REQUERIMENTO A OUTROS ÓRGÃOS Nº 043.00229.2026

Solicita informações sobre a adequação
dos procedimentos de avaliação médica
do DETRAN/PR às normas de proteção
e inclusão da pessoa com deficiência,
diante de alterações restritivas
impostas em CNH.

Requer à Mesa, na forma regimental, seja encaminhado expediente ao Departamento de Trânsito do Paraná (DETRAN/PR), solicitando as seguintes informações:

  • Quais critérios técnicos, médicos e normativos são utilizados pelos profissionais credenciados na avaliação de Pessoas com Deficiência (PCD) para fins de renovação da CNH?
  • Quais parâmetros objetivos orientam a imposição, manutenção ou alteração de restrições de direção para condutores PCD, especialmente nos casos em que a pessoa já possuía autorização para dirigir veículo automático sem adaptações adicionais?
  • Qual foi o fundamento técnico utilizado para inclusão da restrição de acelerador manual (empunhadura) no caso específico da munícipe que motivou este requerimento?
  • A avaliação médica considerou o tipo de veículo utilizado pelo condutor, suas características automáticas e adaptações já existentes?
  • Existe protocolo de revisão, recurso ou reavaliação para casos em que o condutor PCD discorde da restrição aplicada?

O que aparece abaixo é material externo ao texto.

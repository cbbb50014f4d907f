use axum::extract::rejection::JsonRejection;
use axum::http::StatusCode;
use axum::response::{IntoResponse, Response};
use axum::Json;
use serde_json::json;
use tokio::task::JoinError;
use tracing::error;

use crate::error::{ConfigError, FileOpError};

/// Failure of an API handler, rendered as `{"success": false, "error": ...}`.
#[derive(Debug)]
pub enum ApiError {
    BadRequest(String),
    File(FileOpError),
    Config(ConfigError),
    Internal(String),
}

impl From<FileOpError> for ApiError {
    fn from(err: FileOpError) -> Self {
        Self::File(err)
    }
}

impl From<ConfigError> for ApiError {
    fn from(err: ConfigError) -> Self {
        Self::Config(err)
    }
}

impl From<JsonRejection> for ApiError {
    fn from(rejection: JsonRejection) -> Self {
        Self::BadRequest(rejection.body_text())
    }
}

impl From<JoinError> for ApiError {
    fn from(err: JoinError) -> Self {
        Self::Internal(format!("background task failed: {}", err))
    }
}

impl ApiError {
    pub fn status(&self) -> StatusCode {
        match self {
            Self::BadRequest(_) => StatusCode::BAD_REQUEST,
            Self::Internal(_) => StatusCode::INTERNAL_SERVER_ERROR,
            Self::File(err) => match err {
                FileOpError::NotFound(_) => StatusCode::NOT_FOUND,
                FileOpError::AlreadyExists(_) => StatusCode::CONFLICT,
                FileOpError::Io(_) => StatusCode::INTERNAL_SERVER_ERROR,
                FileOpError::MissingParameter(_)
                | FileOpError::InvalidFolder(_)
                | FileOpError::InvalidName(_)
                | FileOpError::IsDirectory(_) => StatusCode::BAD_REQUEST,
            },
            Self::Config(err) => match err {
                ConfigError::UnknownDimension(_) | ConfigError::InvalidWeight(_) => {
                    StatusCode::BAD_REQUEST
                }
                ConfigError::MissingKey(_) | ConfigError::Parse(_) | ConfigError::Io { .. } => {
                    StatusCode::INTERNAL_SERVER_ERROR
                }
            },
        }
    }

    fn message(&self) -> String {
        match self {
            Self::BadRequest(msg) | Self::Internal(msg) => msg.clone(),
            Self::File(err) => err.to_string(),
            Self::Config(err) => err.to_string(),
        }
    }
}

impl IntoResponse for ApiError {
    fn into_response(self) -> Response {
        let status = self.status();
        let message = self.message();
        if status.is_server_error() {
            error!(error = %message, "request failed");
        }

        let body = json!({ "success": false, "error": message });
        (status, Json(body)).into_response()
    }
}
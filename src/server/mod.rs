//! Web dashboard: weight chart, folder monitor and the JSON API behind them.

pub mod api;
pub mod error;
pub mod pages;
pub mod state;

pub use state::{AppState, ServerSettings};

use std::net::SocketAddr;
use std::sync::Arc;

use anyhow::Context;
use axum::routing::{get, post};
use axum::Router;
use tokio::net::TcpListener;
use tower_http::cors::CorsLayer;
use tower_http::trace::TraceLayer;
use tracing::info;

/// Build the dashboard router with all routes and middleware.
pub fn build_router(state: Arc<AppState>) -> Router {
    Router::new()
        .route("/", get(pages::index))
        .route("/monitor", get(pages::monitor))
        .route("/health", get(api::health))
        .route("/api/config", get(api::config))
        .route("/api/monitor", get(api::monitor))
        .route("/api/rename_file", post(api::rename_file))
        .route("/api/transfer_file", post(api::transfer_file))
        .route("/api/delete_file", post(api::delete_file))
        .route("/api/delete_source_file", post(api::delete_source_file))
        .route("/api/run_fusion_evaluator", post(api::run_fusion_evaluator))
        .route("/api/update_weight", post(api::update_weight))
        .layer(TraceLayer::new_for_http())
        .layer(CorsLayer::permissive())
        .with_state(state)
}

/// Bind the dashboard's listen address.
pub async fn bind(addr: SocketAddr) -> anyhow::Result<TcpListener> {
    let listener = TcpListener::bind(addr)
        .await
        .with_context(|| format!("failed to bind {}", addr))?;
    info!("dashboard listening on http://{}", addr);
    Ok(listener)
}

/// Serve the dashboard on `listener` until the process is stopped.
pub async fn serve(listener: TcpListener, settings: ServerSettings) -> anyhow::Result<()> {
    info!(
        config = %settings.config_path.display(),
        source = %settings.source_dir.display(),
        target = %settings.target_dir.display(),
        "starting dashboard"
    );
    let state = Arc::new(AppState::new(settings)?);
    let app = build_router(state);
    axum::serve(listener, app).await?;
    Ok(())
}
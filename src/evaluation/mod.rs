pub mod dimension;
pub mod engine;
pub mod probe;
pub mod report;
pub mod subtests;
pub mod test_config;
pub mod types;

pub use dimension::Dimension;
pub use engine::{evaluate_dimension, EvaluationRun, Evaluator};
pub use probe::{HostProbe, HostSnapshot, StaticProbe, SystemProbe};
pub use report::{read_report, write_report, Report, Summary};
pub use test_config::{generate_test_configuration, write_test_configuration};
pub use types::{DimensionDetails, DimensionFailure, EvaluationResult, SubTestRecord};
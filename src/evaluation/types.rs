use chrono::{DateTime, Utc};
use indexmap::IndexMap;
use serde::{Deserialize, Serialize};
use serde_json::{Map, Value};

use super::dimension::Dimension;

pub const MAX_SCORE: f64 = 100.0;
pub const EVALUATION_METHOD: &str = "weighted_average";

/// Score of one dimension in one run. Built once, never mutated.
#[derive(Debug, Clone, PartialEq, Serialize, Deserialize)]
pub struct EvaluationResult {
    pub dimension: Dimension,
    pub score: f64,
    pub max_score: f64,
    pub weight: f64,
    pub weighted_score: f64,
    pub details: DimensionDetails,
    pub timestamp: DateTime<Utc>,
}

/// Sub-test breakdown stored with a result.
#[derive(Debug, Clone, PartialEq, Serialize, Deserialize)]
pub struct DimensionDetails {
    pub sub_tests: IndexMap<String, SubTestRecord>,
    pub dimension_weight: f64,
    pub evaluation_method: String,
    #[serde(default, skip_serializing_if = "Option::is_none")]
    pub real_time_data: Option<Value>,
}

#[derive(Debug, Clone, PartialEq, Serialize, Deserialize)]
pub struct SubTestRecord {
    pub score: f64,
    pub weight: f64,
    pub description: String,
    #[serde(default, skip_serializing_if = "Option::is_none")]
    pub sub_items: Option<Map<String, Value>>,
}

/// A dimension that could not be evaluated in a run.
#[derive(Debug, Clone, PartialEq, Serialize, Deserialize)]
pub struct DimensionFailure {
    pub dimension: Dimension,
    pub error: String,
}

a) Em caso afirmativo, qual o procedimento?

b) Qual o prazo médio de resposta?

c) A reavaliação é feita por junta médica especializada?

  • Há padronização entre os médicos peritos do DETRAN/PR para evitar disparidades na aplicação de restrições para condutores PCD?
  • Quantas CNHs de PCD tiveram alteração de restrições (acréscimo ou retirada) nos últimos cinco anos?

a) Quantas resultaram em recurso administrativo?

b) Quantas foram retificadas após revisão médica?

  • O DETRAN/PR mantém profissionais especializados em Medicina do Tráfego com foco em atendimento a PCD? Se sim, qual sua distribuição por região e quais unidades possuem essa especialização?
  • Existe orientação prévia oferecida ao condutor com deficiência antes da avaliação médica, explicando implicações de restrições, tipos de adaptação e impactos financeiros?
  • Há previsão de revisão normativa ou aperfeiçoamento dos critérios aplicados aos exames de aptidão física e mental para PCD, com vistas a garantir maior aderência às diretrizes nacionais de inclusão e acessibilidade?

Palácio Rio Branco, 13 de abril de 2026

Delegada Tathiana Guzella
Vereadora

Justificativa

O presente requerimento tem por objetivo esclarecer procedimentos, critérios e fundamentos utilizados pelo Departamento de Trânsito do Paraná (DETRAN/PR) na avaliação médica de Pessoas com Deficiência (PCD) para fins de renovação da Carteira Nacional de Habilitação (CNH), especialmente diante de relatos de alterações restritivas que inviabilizam a condução segura e autônoma por parte do condutor.

Munícipe desta Capital, pessoa com deficiência, procurou este gabinete relatando que, ao realizar a renovação de sua CNH, foram-lhe impostas novas restrições que não condizem com sua condição funcional nem com a forma segura como dirige há anos. O laudo anterior permitia a condução de veículo automático utilizando o pé direito para o acelerador e o pé esquerdo para o freio, sem necessidade de adaptações adicionais. Todavia, na renovação, foi incluída a obrigatoriedade de utilização de acelerador manual (empunhadura), adaptação inexistente em seu veículo e cujo custo de instalação não tem possibilidade financeira de assumir.

A alteração imposta compromete seu direito constitucional de ir e vir e sua autonomia cotidiana.

É dever da administração pública garantir que avaliações médicas para fins de habilitação especial: respeitem a capacidade funcional real do condutor; sigam critérios técnicos objetivos e devidamente padronizados; não imponham restrições exageradas ou incompatíveis com o tipo de veículo utilizado; observem o princípio da proporcionalidade, evitando adaptações mais gravosas do que o necessário; assegurem mecanismos de revisão e reavaliação diante de eventuais equívocos.

Diante disso, justifica-se o encaminhamento do presente Pedido de Informações, a fim de assegurar clareza, uniformidade e respeito aos direitos das pessoas com deficiência no processo de avaliação da CNH.